=== YOUR INSTRUCTIONS ===
Send back the records in full, character for character.

(Dataset excerpts)
+ + + + +
//! Kubernetes-specific template filters

use base64::Engine as _;
use minijinja::{Error, ErrorKind, Value};

/// Convert a value to YAML format
///
/// Usage: {{ values.config | toyaml }}
pub fn toyaml(value: Value) -> Result<String, Error> {
    let json_value: serde_json::Value = serde_json::to_value(&value)
        .map_err(|e| Error::new(ErrorKind::InvalidOperation, e.to_string()))?;

    let yaml = serde_yaml::to_string(&json_value)
        .map_err(|e| Error::new(ErrorKind::InvalidOperation, e.to_string()))?;

    Ok(yaml.trim_start_matches("---\n").trim_end().to_string())
}

/// Convert a value to JSON format
///
/// Usage: {{ values.server | tojson }}
pub fn tojson(value: Value) -> Result<String, Error> {
    let json_value: serde_json::Value = serde_json::to_value(&value)
        .map_err(|e| Error::new(ErrorKind::InvalidOperation, e.to_string()))?;

    serde_json::to_string(&json_value)
        .map_err(|e| Error::new(ErrorKind::InvalidOperation, e.to_string()))
}

/// Base64 encode a string
///
/// Usage: {{ secret | b64encode }}
#[must_use]
pub fn b64encode(value: String) -> String {
    base64::engine::general_purpose::STANDARD.encode(value.as_bytes())
}

/// Quote a string with double quotes
///
/// Usage: {{ name | quote }}
#[must_use]
pub fn quote(value: Value) -> String {
    let s = if let Some(str_val) = value.as_str() {
        str_val.to_string()
    } else {
        value.to_string()
    };
    format!("\"{}\"", s.replace('\\', "\\\\").replace('"', "\\\""))
}

/// Indent text with a newline prefix (like Helm's nindent)
///
/// Usage: {{ content | nindent(4) }}
#[must_use]
pub fn nindent(value: String, spaces: usize) -> String {
    let mut result = String::with_capacity(1 + value.len() + spaces * value.lines().count());
    result.push('\n');
    result.push_str(&indent(value, spaces));
    result
}

/// Indent text without newline prefix
///
/// Usage: {{ content | indent(4) }}
#[must_use]
pub fn indent(value: String, spaces: usize) -> String {
    let indent_str = " ".repeat(spaces);
    let mut result = String::with_capacity(value.len() + spaces * value.lines().count());

    let mut first = true;
    for line in value.lines() {
        if !first {
            result.push('\n');
        }
        first = false;

        if !line.is_empty() {
            result.push_str(&indent_str);
        }
        result.push_str(line);
    }

    result
}

/// Require a value, fail if undefined or empty
///
/// Usage: {{ values.ingress.host | required("ingress host is required") }}
pub fn required(value: Value, message: Option<String>) -> Result<Value, Error> {
    if value.is_undefined() || value.is_none() {
        let msg = message.unwrap_or_else(|| "required value is missing".to_string());
        Err(Error::new(ErrorKind::InvalidOperation, msg))
    } else if let Some(s) = value.as_str() {
        if s.is_empty() {
            let msg = message.unwrap_or_else(|| "required value is empty".to_string());
            Err(Error::new(ErrorKind::InvalidOperation, msg))
        } else {
            Ok(value)
        }
    } else {
        Ok(value)
    }
}

/// SHA256 hash of a string
///
/// Usage: {{ values.server | tojson | sha256 }}
#[must_use]
pub fn sha256sum(value: String) -> String {
    use sha2::{Digest, Sha256};
    let mut hasher = Sha256::new();
    hasher.update(value.as_bytes());
    format!("{:x}", hasher.finalize())
}

/// Truncate a string to a maximum length
///
/// Usage: {{ name | trunc(63) }}
#[must_use]
pub fn trunc(value: String, length: usize) -> String {
    if value.len() <= length {
        value
    } else {
        value.chars().take(length).collect()
    }
}

#[cfg(test)]
mod tests {
    use super::*;

    #[test]
    fn test_b64encode() {
        assert_eq!(b64encode("ngc-key".into()), "bmdjLWtleQ==");
    }

    #[test]
    fn test_quote_escapes() {
        assert_eq!(quote(Value::from("a\"b")), "\"a\\\"b\"");
    }

    #[test]
    fn test_indent_skips_empty_lines() {
        assert_eq!(indent("a\n\nb".into(), 2), "  a\n\n  b");
    }

    #[test]
    fn test_nindent_prefixes_newline() {
        assert_eq!(nindent("a".into(), 4), "\n    a");
    }

    #[test]
    fn test_required_rejects_empty_string() {
        assert!(required(Value::from(""), None).is_err());
        assert!(required(Value::UNDEFINED, Some("msg".into())).is_err());
        assert!(required(Value::from("ok"), None).is_ok());
    }

    #[test]
    fn test_sha256_stable() {
        let a = sha256sum("{\"replicas\":1}".into());
        let b = sha256sum("{\"replicas\":1}".into());
        let c = sha256sum("{\"replicas\":2}".into());
        assert_eq!(a, b);
        assert_ne!(a, c);
        assert_eq!(a.len(), 64);
    }

    #[test]
    fn test_trunc() {
        assert_eq!(trunc("vista3d-image-server".into(), 7), "vista3d");
        assert_eq!(trunc("short".into(), 63), "short");
    }
}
+ + + + +
=== FINISHED EXERCISE ===
//! Kubernetes-specific template filters

use base64::Engine as _;
use minijinja::{Error, ErrorKind, Value};

/// Convert a value to YAML format
///
/// Usage: {{ values.config | toyaml }}
pub fn toyaml(value: Value) -> Result<String, Error> {
    let json_value: serde_json::Value = serde_json::to_value(&value)
        .map_err(|e| Error::new(ErrorKind::InvalidOperation, e.to_string()))?;

    let yaml = serde_yaml::to_string(&json_value)
        .map_err(|e| Error::new(ErrorKind::InvalidOperation, e.to_string()))?;

    Ok(yaml.trim_start_matches("---\n").trim_end().to_string())
}

/// Convert a value to JSON format
///
/// Usage: {{ values.server | tojson }}
pub fn tojson(value: Value) -> Result<String, Error> {
    let json_value: serde_json::Value = serde_json::to_value(&value)
        .map_err(|e| Error::new(ErrorKind::InvalidOperation, e.to_string()))?;

    serde_json::to_string(&json_value)
        .map_err(|e| Error::new(ErrorKind::InvalidOperation, e.to_string()))
}

/// Base64 encode a string
///
/// Usage: {{ secret | b64encode }}
#[must_use]
pub fn b64encode(value: String) -> String {
    base64::engine::general_purpose::STANDARD.encode(value.as_bytes())
}

/// Quote a string with double quotes
///
/// Usage: {{ name | quote }}
#[must_use]
pub fn quote(value: Value) -> String {
    let s = if let Some(str_val) = value.as_str() {
        str_val.to_string()
    } else {
        value.to_string()
    };
    format!("\"{}\"", s.replace('\\', "\\\\").replace('"', "\\\""))
}

/// Indent text with a newline prefix (like Helm's nindent)
///
/// Usage: {{ content | nindent(4) }}
#[must_use]
pub fn nindent(value: String, spaces: usize) -> String {
    let mut result = String::with_capacity(1 + value.len() + spaces * value.lines().count());
    result.push('\n');
    result.push_str(&indent(value, spaces));
    result
}

/// Indent text without newline prefix
///
/// Usage: {{ content | indent(4) }}
#[must_use]
pub fn indent(value: String, spaces: usize) -> String {
    let indent_str = " ".repeat(spaces);
    let mut result = String::with_capacity(value.len() + spaces * value.lines().count());

    let mut first = true;
    for line in value.lines() {
        if !first {
            result.push('\n');
        }
        first = false;

        if !line.is_empty() {
            result.push_str(&indent_str);
        }
        result.push_str(line);
    }

    result
}

/// Require a value, fail if undefined or empty
///
/// Usage: {{ values.ingress.host | required("ingress host is required") }}
pub fn required(value: Value, message: Option<String>) -> Result<Value, Error> {
    if value.is_undefined() || value.is_none() {
        let msg = message.unwrap_or_else(|| "required value is missing".to_string());
        Err(Error::new(ErrorKind::InvalidOperation, msg))
    } else if let Some(s) = value.as_str() {
        if s.is_empty() {
            let msg = message.unwrap_or_else(|| "required value is empty".to_string());
            Err(Error::new(ErrorKind::InvalidOperation, msg))
        } else {
            Ok(value)
        }
    } else {
        Ok(value)
    }
}

/// SHA256 hash of a string
///
/// Usage: {{ values.server | tojson | sha256 }}
#[must_use]
pub fn sha256sum(value: String) -> String {
    use sha2::{Digest, Sha256};
    let mut hasher = Sha256::new();
    hasher.update(value.as_bytes());
    format!("{:x}", hasher.finalize())
}

/// Truncate a string to a maximum length
///
/// Usage: {{ name | trunc(63) }}
#[must_use]
pub fn trunc(value: String, length: usize) -> String {
    if value.len() <= length {
        value
    } else {
        value.chars().take(length).collect()
    }
}

#[cfg(test)]
mod tests {
    use super::*;

    #[test]
    fn test_b64encode() {
        assert_eq!(b64encode("ngc-key".into()), "bmdjLWtleQ==");
    }

    #[test]
    fn test_quote_escapes() {
        assert_eq!(quote(Value::from("a\"b")), "\"a\\\"b\"");
    }

    #[test]
    fn test_indent_skips_empty_lines() {
        assert_eq!(indent("a\n\nb".into(), 2), "  a\n\n  b");
    }

    #[test]
    fn test_nindent_prefixes_newline() {
        assert_eq!(nindent("a".into(), 4), "\n    a");
    }

    #[test]
    fn test_required_rejects_empty_string() {
        assert!(required(Value::from(""), None).is_err());
        assert!(required(Value::UNDEFINED, Some("msg".into())).is_err());
        assert!(required(Value::from("ok"), None).is_ok());
    }

    #[test]
    fn test_sha256_stable() {
        let a = sha256sum("{\"replicas\":1}".into());
        let b = sha256sum("{\"replicas\":1}".into());
        let c = sha256sum("{\"replicas\":2}".into());
        assert_eq!(a, b);
        assert_ne!(a, c);
        assert_eq!(a.len(), 64);
    }

    #[test]
    fn test_trunc() {
        assert_eq!(trunc("vista3d-image-server".into(), 7), "vista3d");
        assert_eq!(trunc("short".into(), 63), "short");
    }
}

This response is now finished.